[WORK TO COMPLETE] Could you return the data below exactly as it appears?

-.-.-

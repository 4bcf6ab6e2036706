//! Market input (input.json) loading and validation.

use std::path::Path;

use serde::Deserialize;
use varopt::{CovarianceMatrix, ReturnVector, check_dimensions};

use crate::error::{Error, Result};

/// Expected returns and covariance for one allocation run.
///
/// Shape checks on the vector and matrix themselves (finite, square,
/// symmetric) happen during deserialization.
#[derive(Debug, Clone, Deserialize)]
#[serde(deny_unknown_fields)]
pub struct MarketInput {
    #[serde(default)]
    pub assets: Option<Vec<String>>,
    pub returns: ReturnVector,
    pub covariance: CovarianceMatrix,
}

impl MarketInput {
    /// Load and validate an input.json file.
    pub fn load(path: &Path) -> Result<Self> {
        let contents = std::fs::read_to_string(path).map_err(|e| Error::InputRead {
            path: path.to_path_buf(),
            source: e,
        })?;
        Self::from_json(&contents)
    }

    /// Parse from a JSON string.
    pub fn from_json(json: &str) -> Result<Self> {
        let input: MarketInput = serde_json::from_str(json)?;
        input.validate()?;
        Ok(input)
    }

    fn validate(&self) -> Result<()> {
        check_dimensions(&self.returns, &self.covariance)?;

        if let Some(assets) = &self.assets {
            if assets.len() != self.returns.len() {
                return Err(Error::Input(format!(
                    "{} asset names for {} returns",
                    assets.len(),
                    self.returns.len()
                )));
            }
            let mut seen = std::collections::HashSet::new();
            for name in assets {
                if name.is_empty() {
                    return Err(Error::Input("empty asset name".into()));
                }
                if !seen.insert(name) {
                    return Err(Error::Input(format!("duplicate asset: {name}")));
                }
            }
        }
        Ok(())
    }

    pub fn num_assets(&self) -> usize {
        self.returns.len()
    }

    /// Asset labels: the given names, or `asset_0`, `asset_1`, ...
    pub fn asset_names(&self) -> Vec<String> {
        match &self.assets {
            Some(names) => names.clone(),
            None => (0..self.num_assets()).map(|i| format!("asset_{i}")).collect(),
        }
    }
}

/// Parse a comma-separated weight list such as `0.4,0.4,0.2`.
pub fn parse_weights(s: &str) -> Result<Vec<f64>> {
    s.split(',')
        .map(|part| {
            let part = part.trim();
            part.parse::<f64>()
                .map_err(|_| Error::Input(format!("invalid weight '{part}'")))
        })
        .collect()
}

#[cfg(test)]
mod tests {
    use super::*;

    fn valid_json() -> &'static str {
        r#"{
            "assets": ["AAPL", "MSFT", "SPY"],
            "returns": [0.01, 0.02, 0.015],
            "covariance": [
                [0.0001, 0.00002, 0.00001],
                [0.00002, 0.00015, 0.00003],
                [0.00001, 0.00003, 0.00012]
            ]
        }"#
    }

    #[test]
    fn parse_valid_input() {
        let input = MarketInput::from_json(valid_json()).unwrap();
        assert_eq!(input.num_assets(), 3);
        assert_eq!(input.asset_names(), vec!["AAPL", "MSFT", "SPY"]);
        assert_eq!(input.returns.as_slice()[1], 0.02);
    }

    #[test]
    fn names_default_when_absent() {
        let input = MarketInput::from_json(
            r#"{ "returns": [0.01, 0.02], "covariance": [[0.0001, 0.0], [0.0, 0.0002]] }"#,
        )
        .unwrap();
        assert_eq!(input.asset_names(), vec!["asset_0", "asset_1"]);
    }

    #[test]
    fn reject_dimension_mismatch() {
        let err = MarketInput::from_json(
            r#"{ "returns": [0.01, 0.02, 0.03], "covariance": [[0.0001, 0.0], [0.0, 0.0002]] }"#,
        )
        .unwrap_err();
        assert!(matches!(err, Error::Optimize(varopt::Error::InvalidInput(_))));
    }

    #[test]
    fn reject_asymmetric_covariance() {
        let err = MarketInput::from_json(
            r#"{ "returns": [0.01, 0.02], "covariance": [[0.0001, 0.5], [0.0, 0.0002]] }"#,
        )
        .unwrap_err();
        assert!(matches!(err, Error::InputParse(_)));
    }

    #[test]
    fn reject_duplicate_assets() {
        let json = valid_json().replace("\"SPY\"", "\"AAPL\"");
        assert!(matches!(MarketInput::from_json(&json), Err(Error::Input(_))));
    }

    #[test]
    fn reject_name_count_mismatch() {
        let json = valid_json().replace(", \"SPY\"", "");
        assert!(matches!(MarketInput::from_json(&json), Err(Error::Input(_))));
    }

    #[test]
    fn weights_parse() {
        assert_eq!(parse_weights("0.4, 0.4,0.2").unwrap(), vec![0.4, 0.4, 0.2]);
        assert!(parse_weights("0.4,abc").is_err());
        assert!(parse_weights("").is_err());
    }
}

-.-.-

[ANSWER TO THE PROBLEM]
repository 4bcf6ab6e2036706
//! Market input (input.json) loading and validation.

use std::path::Path;

use serde::Deserialize;
use varopt::{CovarianceMatrix, ReturnVector, check_dimensions};

use crate::error::{Error, Result};

/// Expected returns and covariance for one allocation run.
///
/// Shape checks on the vector and matrix themselves (finite, square,
/// symmetric) happen during deserialization.
#[derive(Debug, Clone, Deserialize)]
#[serde(deny_unknown_fields)]
pub struct MarketInput {
    #[serde(default)]
    pub assets: Option<Vec<String>>,
    pub returns: ReturnVector,
    pub covariance: CovarianceMatrix,
}

impl MarketInput {
    /// Load and validate an input.json file.
    pub fn load(path: &Path) -> Result<Self> {
        let contents = std::fs::read_to_string(path).map_err(|e| Error::InputRead {
            path: path.to_path_buf(),
            source: e,
        })?;
        Self::from_json(&contents)
    }

    /// Parse from a JSON string.
    pub fn from_json(json: &str) -> Result<Self> {
        let input: MarketInput = serde_json::from_str(json)?;
        input.validate()?;
        Ok(input)
    }

    fn validate(&self) -> Result<()> {
        check_dimensions(&self.returns, &self.covariance)?;

        if let Some(assets) = &self.assets {
            if assets.len() != self.returns.len() {
                return Err(Error::Input(format!(
                    "{} asset names for {} returns",
                    assets.len(),
                    self.returns.len()
                )));
            }
            let mut seen = std::collections::HashSet::new();
            for name in assets {
                if name.is_empty() {
                    return Err(Error::Input("empty asset name".into()));
                }
                if !seen.insert(name) {
                    return Err(Error::Input(format!("duplicate asset: {name}")));
                }
            }
        }
        Ok(())
    }

    pub fn num_assets(&self) -> usize {
        self.returns.len()
    }

    /// Asset labels: the given names, or `asset_0`, `asset_1`, ...
    pub fn asset_names(&self) -> Vec<String> {
        match &self.assets {
            Some(names) => names.clone(),
            None => (0..self.num_assets()).map(|i| format!("asset_{i}")).collect(),
        }
    }
}

/// Parse a comma-separated weight list such as `0.4,0.4,0.2`.
pub fn parse_weights(s: &str) -> Result<Vec<f64>> {
    s.split(',')
        .map(|part| {
            let part = part.trim();
            part.parse::<f64>()
                .map_err(|_| Error::Input(format!("invalid weight '{part}'")))
        })
        .collect()
}

#[cfg(test)]
mod tests {
    use super::*;

    fn valid_json() -> &'static str {
        r#"{
            "assets": ["AAPL", "MSFT", "SPY"],
            "returns": [0.01, 0.02, 0.015],
            "covariance": [
                [0.0001, 0.00002, 0.00001],
                [0.00002, 0.00015, 0.00003],
                [0.00001, 0.00003, 0.00012]
            ]
        }"#
    }

    #[test]
    fn parse_valid_input() {
        let input = MarketInput::from_json(valid_json()).unwrap();
        assert_eq!(input.num_assets(), 3);
        assert_eq!(input.asset_names(), vec!["AAPL", "MSFT", "SPY"]);
        assert_eq!(input.returns.as_slice()[1], 0.02);
    }

    #[test]
    fn names_default_when_absent() {
        let input = MarketInput::from_json(
            r#"{ "returns": [0.01, 0.02], "covariance": [[0.0001, 0.0], [0.0, 0.0002]] }"#,
        )
        .unwrap();
        assert_eq!(input.asset_names(), vec!["asset_0", "asset_1"]);
    }

    #[test]
    fn reject_dimension_mismatch() {
        let err = MarketInput::from_json(
            r#"{ "returns": [0.01, 0.02, 0.03], "covariance": [[0.0001, 0.0], [0.0, 0.0002]] }"#,
        )
        .unwrap_err();
        assert!(matches!(err, Error::Optimize(varopt::Error::InvalidInput(_))));
    }

    #[test]
    fn reject_asymmetric_covariance() {
        let err = MarketInput::from_json(
            r#"{ "returns": [0.01, 0.02], "covariance": [[0.0001, 0.5], [0.0, 0.0002]] }"#,
        )
        .unwrap_err();
        assert!(matches!(err, Error::InputParse(_)));
    }

    #[test]
    fn reject_duplicate_assets() {
        let json = valid_json().replace("\"SPY\"", "\"AAPL\"");
        assert!(matches!(MarketInput::from_json(&json), Err(Error::Input(_))));
    }

    #[test]
    fn reject_name_count_mismatch() {
        let json = valid_json().replace(", \"SPY\"", "");
        assert!(matches!(MarketInput::from_json(&json), Err(Error::Input(_))));
    }

    #[test]
    fn weights_parse() {
        assert_eq!(parse_weights("0.4, 0.4,0.2").unwrap(), vec![0.4, 0.4, 0.2]);
        assert!(parse_weights("0.4,abc").is_err());
        assert!(parse_weights("").is_err());
    }
}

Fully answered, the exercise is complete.